*What the task asks*: Report back every line of the entries that contains "Option", exactly as written.

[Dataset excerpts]
■ ■ ■

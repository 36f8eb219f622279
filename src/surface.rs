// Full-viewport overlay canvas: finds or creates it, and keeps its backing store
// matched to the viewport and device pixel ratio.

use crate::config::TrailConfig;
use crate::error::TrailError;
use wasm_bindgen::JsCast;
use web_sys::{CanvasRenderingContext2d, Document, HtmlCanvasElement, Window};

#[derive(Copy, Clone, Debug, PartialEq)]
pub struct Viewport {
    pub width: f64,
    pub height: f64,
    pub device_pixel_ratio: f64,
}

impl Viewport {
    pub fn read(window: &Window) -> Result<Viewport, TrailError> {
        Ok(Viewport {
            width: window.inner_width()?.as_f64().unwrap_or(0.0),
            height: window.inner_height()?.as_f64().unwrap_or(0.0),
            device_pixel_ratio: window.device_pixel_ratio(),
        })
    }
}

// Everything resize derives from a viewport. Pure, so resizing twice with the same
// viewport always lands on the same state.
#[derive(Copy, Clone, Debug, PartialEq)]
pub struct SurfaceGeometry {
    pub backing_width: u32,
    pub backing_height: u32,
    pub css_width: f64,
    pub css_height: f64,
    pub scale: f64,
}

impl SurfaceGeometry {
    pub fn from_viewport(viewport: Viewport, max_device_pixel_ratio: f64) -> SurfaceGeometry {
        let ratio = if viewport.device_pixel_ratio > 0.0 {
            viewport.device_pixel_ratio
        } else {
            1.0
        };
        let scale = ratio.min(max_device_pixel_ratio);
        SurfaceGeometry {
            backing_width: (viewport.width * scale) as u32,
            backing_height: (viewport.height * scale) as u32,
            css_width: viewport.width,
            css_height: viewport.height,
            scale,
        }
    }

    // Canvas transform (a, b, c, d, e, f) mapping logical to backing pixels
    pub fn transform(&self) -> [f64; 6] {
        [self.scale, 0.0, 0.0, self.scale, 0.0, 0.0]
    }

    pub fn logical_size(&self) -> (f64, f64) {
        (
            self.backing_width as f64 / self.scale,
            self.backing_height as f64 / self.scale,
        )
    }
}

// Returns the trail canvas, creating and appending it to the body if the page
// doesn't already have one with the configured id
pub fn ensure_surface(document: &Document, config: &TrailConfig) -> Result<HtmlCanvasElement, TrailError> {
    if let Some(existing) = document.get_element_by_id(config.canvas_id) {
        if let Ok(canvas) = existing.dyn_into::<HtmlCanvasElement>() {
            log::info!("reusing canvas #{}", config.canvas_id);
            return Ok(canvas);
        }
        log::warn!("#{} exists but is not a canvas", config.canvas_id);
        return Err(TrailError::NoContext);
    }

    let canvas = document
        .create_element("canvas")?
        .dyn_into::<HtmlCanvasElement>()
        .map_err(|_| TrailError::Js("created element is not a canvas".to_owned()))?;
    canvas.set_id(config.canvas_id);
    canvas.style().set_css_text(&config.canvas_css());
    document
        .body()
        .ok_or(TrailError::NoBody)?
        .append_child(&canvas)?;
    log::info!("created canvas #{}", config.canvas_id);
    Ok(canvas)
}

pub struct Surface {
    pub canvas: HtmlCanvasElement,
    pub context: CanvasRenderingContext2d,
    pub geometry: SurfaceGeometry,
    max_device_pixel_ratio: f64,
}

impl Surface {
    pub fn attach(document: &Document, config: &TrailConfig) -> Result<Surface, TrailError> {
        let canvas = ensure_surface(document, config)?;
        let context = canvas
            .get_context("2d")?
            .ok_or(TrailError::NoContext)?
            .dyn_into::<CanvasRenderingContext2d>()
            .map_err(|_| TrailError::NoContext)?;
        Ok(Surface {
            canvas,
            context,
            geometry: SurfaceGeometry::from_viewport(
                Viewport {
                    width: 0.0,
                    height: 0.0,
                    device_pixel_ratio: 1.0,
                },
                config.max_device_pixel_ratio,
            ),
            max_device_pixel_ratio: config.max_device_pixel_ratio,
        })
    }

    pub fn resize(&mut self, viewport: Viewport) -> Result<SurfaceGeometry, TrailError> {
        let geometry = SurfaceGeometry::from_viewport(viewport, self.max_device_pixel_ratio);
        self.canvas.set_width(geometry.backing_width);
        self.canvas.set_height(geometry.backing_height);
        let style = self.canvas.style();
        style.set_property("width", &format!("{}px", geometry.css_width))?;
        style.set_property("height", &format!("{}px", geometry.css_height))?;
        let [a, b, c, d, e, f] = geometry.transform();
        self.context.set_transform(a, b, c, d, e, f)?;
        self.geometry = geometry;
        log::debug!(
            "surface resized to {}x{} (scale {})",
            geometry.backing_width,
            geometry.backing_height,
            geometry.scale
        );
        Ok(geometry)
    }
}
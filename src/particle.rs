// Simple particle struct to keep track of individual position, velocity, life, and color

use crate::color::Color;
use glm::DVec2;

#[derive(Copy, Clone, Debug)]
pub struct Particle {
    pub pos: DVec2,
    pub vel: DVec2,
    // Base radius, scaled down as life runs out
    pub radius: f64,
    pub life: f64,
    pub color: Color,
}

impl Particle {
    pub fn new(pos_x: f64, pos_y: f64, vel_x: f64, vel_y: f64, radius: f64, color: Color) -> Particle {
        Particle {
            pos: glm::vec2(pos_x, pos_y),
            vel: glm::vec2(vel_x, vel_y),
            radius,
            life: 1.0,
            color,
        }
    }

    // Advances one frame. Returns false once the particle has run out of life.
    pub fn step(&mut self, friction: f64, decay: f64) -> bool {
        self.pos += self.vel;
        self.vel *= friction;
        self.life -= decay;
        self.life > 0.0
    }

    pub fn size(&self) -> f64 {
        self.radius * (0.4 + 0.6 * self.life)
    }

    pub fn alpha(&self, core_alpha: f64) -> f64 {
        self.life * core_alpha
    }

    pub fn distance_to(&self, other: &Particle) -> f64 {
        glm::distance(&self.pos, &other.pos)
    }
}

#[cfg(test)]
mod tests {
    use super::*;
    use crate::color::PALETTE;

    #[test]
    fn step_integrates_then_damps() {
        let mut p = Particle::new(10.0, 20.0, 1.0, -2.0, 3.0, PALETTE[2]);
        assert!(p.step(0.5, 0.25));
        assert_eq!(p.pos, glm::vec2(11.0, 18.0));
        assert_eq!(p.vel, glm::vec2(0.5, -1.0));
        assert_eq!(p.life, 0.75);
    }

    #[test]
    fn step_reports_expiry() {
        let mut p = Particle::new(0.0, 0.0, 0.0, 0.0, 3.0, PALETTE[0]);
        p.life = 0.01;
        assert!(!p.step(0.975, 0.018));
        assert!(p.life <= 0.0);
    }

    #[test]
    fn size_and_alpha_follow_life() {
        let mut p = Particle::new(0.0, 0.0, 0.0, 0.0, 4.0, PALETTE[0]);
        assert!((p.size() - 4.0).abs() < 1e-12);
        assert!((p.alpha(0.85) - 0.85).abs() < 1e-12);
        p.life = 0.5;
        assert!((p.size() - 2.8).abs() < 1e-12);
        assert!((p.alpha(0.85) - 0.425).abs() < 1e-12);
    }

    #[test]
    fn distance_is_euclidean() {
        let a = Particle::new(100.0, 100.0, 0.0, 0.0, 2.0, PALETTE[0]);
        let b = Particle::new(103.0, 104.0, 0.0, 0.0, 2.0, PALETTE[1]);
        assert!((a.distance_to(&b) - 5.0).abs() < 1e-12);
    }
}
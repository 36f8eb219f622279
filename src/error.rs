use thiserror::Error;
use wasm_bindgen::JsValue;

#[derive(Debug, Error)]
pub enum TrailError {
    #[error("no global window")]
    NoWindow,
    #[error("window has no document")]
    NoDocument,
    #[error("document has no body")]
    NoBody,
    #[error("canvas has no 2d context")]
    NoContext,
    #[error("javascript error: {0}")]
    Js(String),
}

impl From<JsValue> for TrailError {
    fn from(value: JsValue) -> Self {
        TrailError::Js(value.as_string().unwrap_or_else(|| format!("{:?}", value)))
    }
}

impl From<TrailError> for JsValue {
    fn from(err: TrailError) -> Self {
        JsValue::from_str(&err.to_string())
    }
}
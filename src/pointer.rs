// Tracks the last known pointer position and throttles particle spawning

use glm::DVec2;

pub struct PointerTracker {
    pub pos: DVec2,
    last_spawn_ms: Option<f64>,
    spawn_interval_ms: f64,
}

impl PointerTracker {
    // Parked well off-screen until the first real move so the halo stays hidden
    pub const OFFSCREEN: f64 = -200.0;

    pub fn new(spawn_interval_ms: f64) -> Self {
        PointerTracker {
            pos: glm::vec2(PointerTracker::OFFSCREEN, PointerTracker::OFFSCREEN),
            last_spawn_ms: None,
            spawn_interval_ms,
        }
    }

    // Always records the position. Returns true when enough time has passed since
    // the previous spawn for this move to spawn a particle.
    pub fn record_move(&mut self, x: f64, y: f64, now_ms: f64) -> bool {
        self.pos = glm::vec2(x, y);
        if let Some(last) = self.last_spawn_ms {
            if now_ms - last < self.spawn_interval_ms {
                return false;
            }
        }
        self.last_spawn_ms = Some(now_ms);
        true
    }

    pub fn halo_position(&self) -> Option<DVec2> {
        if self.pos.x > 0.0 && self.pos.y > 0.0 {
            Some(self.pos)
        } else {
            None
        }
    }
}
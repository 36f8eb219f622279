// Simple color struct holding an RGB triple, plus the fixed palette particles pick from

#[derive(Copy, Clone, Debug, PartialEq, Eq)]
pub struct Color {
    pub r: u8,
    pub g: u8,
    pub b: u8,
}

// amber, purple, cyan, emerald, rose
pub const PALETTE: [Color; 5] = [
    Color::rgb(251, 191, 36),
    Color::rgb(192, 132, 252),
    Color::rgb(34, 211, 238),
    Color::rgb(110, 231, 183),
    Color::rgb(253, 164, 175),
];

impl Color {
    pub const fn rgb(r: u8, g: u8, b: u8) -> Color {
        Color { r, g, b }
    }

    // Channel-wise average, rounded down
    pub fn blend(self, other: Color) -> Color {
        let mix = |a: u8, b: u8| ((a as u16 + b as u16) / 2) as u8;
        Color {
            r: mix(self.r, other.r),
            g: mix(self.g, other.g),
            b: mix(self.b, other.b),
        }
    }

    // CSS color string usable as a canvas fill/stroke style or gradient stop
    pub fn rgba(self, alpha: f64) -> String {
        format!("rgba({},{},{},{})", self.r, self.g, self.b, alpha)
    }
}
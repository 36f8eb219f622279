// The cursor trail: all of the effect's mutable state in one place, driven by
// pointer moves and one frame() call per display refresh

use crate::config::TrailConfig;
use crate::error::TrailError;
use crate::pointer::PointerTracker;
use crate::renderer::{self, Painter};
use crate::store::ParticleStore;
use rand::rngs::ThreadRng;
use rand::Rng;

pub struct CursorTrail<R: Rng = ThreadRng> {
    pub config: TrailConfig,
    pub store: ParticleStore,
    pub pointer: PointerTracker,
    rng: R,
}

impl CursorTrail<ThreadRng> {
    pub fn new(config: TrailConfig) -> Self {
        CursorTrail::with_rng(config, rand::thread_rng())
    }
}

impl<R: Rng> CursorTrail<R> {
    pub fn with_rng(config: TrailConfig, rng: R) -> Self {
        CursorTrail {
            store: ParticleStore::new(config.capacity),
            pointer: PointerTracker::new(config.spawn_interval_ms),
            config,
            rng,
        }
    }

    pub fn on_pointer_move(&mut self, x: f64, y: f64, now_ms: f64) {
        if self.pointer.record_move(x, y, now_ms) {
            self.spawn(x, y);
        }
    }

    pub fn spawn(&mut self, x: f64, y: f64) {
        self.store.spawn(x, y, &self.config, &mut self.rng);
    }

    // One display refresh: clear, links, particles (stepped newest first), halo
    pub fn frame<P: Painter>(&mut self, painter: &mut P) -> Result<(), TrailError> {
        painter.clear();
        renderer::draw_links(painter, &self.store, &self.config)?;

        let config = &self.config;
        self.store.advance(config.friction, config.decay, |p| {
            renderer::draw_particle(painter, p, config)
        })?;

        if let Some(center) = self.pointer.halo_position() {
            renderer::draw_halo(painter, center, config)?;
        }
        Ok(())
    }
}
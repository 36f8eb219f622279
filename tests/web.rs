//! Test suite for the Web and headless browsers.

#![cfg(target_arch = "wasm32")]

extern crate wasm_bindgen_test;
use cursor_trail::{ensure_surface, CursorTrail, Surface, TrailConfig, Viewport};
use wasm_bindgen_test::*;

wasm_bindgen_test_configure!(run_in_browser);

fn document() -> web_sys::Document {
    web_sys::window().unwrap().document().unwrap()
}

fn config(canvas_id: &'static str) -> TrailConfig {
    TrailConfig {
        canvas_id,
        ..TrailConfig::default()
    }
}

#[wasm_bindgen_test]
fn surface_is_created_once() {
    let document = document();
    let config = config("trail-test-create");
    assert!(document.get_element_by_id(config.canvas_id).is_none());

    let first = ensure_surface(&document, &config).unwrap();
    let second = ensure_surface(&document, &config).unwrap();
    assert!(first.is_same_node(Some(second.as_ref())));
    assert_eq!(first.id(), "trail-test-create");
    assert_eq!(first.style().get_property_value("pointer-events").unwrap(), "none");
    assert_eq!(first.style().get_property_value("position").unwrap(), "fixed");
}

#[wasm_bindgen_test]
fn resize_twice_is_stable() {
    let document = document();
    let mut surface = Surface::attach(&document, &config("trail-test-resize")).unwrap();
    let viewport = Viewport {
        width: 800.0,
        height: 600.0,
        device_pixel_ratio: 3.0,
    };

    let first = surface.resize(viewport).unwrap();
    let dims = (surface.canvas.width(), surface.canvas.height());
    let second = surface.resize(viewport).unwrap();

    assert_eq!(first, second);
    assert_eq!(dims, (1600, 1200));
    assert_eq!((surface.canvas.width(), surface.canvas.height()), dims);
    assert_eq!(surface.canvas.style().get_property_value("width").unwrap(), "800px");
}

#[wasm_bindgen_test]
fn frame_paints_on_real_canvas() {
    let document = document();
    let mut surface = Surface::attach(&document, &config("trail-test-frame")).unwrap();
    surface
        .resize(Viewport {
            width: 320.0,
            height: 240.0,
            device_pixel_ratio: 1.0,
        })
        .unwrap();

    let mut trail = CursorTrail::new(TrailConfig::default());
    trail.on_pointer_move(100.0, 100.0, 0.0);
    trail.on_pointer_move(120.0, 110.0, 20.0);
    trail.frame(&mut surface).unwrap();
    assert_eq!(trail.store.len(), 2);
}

■ ■ ■

*Problem solution*:
    last_spawn_ms: Option<f64>,
    pub fn halo_position(&self) -> Option<DVec2> {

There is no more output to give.